TASK DESCRIPTION =>
Search the records for lines that contain the word "ranks". Copy them all.

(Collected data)
use crate::cards::rank::Rank;

/// tie-breaking ranks left over after a Ranking is carved out of a hand.
/// stored as a rank bitmask, so the derived Ord compares highest-first
/// exactly like walking kickers pairwise.
#[derive(Debug, Default, Clone, Copy, Eq, PartialEq, PartialOrd, Ord)]
pub struct Kickers(u16);

/// u16 isomorphism
impl From<Kickers> for u16 {
    fn from(k: Kickers) -> Self {
        k.0
    }
}
impl From<u16> for Kickers {
    fn from(n: u16) -> Self {
        Self(n)
    }
}

/// Vec<Rank> isomorphism (up to permutation, comes out ascending)
impl From<Kickers> for Vec<Rank> {
    fn from(k: Kickers) -> Self {
        (0..13u8)
            .filter(|i| k.0 & (1 << i) != 0)
            .map(Rank::from)
            .collect()
    }
}
impl From<Vec<Rank>> for Kickers {
    fn from(ranks: Vec<Rank>) -> Self {
        Self(ranks.iter().map(|r| u16::from(*r)).fold(0u16, |a, b| a | b))
    }
}

impl std::fmt::Display for Kickers {
    fn fmt(&self, f: &mut std::fmt::Formatter) -> std::fmt::Result {
        for rank in Vec::<Rank>::from(*self).iter().rev() {
            write!(f, "{} ", rank)?;
        }
        Ok(())
    }
}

ANSWER SECTION =>
/// tie-breaking ranks left over after a Ranking is carved out of a hand.
    fn from(ranks: Vec<Rank>) -> Self {
        Self(ranks.iter().map(|r| u16::from(*r)).fold(0u16, |a, b| a | b))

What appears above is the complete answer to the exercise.